- Opening Delimiter -

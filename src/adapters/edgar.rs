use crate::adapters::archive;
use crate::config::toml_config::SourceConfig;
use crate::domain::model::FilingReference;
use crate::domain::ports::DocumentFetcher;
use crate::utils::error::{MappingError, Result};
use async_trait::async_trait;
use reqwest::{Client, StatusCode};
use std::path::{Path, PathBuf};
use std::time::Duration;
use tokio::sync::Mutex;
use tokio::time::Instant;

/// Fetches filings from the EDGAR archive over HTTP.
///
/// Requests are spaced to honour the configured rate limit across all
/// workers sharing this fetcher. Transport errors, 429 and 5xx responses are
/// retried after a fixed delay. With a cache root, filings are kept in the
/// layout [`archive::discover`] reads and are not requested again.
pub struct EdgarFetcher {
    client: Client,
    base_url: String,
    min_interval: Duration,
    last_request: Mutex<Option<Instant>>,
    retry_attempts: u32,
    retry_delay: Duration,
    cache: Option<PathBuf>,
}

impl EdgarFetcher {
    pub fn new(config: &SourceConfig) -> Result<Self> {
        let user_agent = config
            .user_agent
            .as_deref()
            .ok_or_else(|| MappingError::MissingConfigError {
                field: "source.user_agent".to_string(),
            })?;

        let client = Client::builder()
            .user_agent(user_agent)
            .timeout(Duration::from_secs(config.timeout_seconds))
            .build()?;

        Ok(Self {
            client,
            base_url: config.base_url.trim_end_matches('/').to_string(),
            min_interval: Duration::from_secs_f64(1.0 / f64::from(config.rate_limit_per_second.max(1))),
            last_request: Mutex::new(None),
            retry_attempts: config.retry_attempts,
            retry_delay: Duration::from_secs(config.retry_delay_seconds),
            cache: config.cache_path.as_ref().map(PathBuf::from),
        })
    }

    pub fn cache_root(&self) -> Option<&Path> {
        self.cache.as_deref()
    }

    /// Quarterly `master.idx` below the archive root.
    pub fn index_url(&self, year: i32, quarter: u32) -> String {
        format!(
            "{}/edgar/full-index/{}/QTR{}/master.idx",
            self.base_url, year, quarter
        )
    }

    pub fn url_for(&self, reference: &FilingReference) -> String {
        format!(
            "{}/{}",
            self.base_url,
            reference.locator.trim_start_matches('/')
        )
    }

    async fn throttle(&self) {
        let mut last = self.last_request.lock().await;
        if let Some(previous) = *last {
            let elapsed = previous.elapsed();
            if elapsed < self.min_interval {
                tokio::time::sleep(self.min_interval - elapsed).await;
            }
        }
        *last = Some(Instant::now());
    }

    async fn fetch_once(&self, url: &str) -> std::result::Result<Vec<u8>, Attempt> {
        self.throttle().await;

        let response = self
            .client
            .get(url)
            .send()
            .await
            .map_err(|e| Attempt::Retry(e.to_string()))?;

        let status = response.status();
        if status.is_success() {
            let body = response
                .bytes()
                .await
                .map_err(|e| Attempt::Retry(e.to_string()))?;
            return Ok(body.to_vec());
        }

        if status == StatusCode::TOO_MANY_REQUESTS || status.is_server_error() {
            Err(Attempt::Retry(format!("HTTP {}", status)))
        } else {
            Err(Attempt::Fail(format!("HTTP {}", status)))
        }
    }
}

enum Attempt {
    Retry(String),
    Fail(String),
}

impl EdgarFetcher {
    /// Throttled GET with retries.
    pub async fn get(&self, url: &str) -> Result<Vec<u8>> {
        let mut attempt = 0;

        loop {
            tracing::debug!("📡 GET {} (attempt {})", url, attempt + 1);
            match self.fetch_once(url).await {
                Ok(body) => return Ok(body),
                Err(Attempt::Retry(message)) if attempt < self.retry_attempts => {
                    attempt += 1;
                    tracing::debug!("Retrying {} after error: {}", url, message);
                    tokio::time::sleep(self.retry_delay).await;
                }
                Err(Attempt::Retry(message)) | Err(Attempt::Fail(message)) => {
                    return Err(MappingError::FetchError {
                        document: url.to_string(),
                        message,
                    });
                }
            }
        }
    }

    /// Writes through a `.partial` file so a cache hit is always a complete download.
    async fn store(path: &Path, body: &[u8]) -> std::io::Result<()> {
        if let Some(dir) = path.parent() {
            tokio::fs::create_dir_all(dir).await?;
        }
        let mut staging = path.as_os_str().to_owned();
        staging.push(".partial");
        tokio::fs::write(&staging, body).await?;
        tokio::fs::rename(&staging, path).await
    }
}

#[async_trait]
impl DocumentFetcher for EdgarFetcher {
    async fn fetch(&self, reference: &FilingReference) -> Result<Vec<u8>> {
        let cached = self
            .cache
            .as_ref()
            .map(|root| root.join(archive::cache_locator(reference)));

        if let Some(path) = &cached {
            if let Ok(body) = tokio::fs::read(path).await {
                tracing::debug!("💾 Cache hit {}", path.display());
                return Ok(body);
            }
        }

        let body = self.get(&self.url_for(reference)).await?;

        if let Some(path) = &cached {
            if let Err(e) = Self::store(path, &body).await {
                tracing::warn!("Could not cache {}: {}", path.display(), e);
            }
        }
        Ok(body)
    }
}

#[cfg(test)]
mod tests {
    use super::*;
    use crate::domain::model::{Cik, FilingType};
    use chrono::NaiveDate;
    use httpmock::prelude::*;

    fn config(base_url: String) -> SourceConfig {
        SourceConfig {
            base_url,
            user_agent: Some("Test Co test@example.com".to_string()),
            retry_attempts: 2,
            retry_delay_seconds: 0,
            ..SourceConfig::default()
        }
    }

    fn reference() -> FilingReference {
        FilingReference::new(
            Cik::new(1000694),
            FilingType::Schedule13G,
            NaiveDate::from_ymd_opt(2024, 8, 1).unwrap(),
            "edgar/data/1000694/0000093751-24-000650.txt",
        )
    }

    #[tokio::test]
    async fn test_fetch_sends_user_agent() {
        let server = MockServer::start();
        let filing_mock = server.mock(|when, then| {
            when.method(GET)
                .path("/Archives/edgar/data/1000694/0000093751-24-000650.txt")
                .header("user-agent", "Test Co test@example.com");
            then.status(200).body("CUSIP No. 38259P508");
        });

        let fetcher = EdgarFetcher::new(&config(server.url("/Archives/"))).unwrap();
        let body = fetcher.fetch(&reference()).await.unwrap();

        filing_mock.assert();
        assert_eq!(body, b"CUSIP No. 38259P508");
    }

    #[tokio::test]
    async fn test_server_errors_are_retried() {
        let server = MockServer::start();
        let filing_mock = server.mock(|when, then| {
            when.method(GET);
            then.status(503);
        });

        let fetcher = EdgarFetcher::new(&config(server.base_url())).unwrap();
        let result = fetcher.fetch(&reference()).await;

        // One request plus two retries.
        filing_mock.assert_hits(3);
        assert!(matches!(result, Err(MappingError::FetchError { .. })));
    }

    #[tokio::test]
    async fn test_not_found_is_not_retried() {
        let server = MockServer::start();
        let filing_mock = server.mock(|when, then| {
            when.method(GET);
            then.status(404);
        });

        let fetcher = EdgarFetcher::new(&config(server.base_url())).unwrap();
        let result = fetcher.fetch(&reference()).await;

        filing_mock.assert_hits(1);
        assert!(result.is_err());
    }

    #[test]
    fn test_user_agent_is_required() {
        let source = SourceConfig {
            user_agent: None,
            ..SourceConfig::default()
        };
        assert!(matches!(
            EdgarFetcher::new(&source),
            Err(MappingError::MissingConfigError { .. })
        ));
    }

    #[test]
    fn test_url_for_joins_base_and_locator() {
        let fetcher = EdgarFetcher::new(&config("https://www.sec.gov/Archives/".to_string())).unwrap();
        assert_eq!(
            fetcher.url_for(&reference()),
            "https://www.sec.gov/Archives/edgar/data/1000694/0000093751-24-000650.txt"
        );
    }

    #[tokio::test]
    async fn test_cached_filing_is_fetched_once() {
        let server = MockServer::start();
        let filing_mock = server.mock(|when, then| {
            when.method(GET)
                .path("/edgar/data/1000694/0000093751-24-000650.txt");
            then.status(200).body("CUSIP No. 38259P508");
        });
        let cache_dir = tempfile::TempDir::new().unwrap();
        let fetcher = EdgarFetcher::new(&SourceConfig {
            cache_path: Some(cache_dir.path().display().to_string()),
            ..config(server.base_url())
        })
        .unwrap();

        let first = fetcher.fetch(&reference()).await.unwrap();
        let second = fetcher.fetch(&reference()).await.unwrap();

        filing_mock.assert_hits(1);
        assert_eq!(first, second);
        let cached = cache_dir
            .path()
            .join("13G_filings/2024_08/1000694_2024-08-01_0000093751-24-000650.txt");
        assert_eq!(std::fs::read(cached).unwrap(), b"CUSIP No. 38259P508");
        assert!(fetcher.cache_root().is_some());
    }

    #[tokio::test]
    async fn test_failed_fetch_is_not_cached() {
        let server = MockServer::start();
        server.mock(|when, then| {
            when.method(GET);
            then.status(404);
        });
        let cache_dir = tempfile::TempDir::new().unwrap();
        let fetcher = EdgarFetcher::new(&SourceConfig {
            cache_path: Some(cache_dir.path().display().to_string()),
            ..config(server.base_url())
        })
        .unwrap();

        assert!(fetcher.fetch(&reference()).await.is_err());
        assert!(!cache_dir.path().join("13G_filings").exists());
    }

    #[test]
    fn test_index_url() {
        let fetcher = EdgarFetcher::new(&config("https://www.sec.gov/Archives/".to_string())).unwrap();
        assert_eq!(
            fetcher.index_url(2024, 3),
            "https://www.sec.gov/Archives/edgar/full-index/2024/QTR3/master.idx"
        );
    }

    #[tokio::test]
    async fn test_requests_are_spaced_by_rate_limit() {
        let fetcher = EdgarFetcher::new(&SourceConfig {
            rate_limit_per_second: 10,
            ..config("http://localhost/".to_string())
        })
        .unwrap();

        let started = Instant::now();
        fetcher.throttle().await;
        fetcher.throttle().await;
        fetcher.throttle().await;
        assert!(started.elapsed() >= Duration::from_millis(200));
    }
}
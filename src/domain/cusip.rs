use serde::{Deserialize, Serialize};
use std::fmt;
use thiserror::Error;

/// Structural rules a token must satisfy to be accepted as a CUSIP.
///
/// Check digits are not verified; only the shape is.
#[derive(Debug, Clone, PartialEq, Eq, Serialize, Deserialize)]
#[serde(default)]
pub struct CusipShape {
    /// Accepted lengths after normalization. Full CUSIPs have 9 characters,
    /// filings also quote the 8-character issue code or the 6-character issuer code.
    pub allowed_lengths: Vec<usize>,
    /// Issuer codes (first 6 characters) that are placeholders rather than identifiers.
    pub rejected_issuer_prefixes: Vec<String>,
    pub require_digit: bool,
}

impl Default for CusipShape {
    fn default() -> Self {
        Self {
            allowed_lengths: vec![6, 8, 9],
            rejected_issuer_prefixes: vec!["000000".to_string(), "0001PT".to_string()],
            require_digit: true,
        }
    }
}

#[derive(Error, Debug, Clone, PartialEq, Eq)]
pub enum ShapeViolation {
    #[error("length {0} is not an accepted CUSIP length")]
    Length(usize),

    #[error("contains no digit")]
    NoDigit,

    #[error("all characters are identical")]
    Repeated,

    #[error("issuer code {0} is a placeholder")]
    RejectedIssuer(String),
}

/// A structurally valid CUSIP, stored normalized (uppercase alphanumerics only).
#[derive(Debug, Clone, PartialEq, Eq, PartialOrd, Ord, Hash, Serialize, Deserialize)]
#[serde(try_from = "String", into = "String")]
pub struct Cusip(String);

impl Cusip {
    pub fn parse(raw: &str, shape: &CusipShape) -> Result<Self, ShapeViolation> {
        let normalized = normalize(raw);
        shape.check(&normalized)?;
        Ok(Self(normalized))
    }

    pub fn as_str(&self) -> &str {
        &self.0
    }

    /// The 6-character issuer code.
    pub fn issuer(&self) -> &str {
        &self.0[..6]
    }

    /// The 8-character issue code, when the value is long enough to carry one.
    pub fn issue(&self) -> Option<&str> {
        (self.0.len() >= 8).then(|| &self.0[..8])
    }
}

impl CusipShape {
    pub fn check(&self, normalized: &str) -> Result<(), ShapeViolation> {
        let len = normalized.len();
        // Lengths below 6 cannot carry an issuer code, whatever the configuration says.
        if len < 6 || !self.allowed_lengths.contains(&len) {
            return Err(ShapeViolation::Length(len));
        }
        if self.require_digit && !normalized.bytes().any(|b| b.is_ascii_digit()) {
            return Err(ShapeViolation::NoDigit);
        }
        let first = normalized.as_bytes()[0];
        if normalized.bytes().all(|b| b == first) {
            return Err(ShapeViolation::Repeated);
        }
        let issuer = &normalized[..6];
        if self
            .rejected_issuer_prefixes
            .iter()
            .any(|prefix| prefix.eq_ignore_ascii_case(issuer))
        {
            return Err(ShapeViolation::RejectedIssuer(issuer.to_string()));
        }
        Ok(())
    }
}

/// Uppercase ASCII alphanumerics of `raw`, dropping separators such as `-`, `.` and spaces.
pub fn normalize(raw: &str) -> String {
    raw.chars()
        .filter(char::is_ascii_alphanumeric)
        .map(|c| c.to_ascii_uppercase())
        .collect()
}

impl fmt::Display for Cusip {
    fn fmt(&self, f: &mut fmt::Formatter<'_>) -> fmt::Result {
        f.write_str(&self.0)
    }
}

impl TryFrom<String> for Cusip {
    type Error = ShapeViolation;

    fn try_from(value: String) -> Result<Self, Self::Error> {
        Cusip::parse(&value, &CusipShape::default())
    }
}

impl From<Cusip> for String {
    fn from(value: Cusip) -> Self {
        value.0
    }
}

- Closing Delimiter -

Directions for this task =>
Among the lines above, which ones hold the string "RejectedIssuer"? Show them.

Answer section =>
    RejectedIssuer(String),
            return Err(ShapeViolation::RejectedIssuer(issuer.to_string()));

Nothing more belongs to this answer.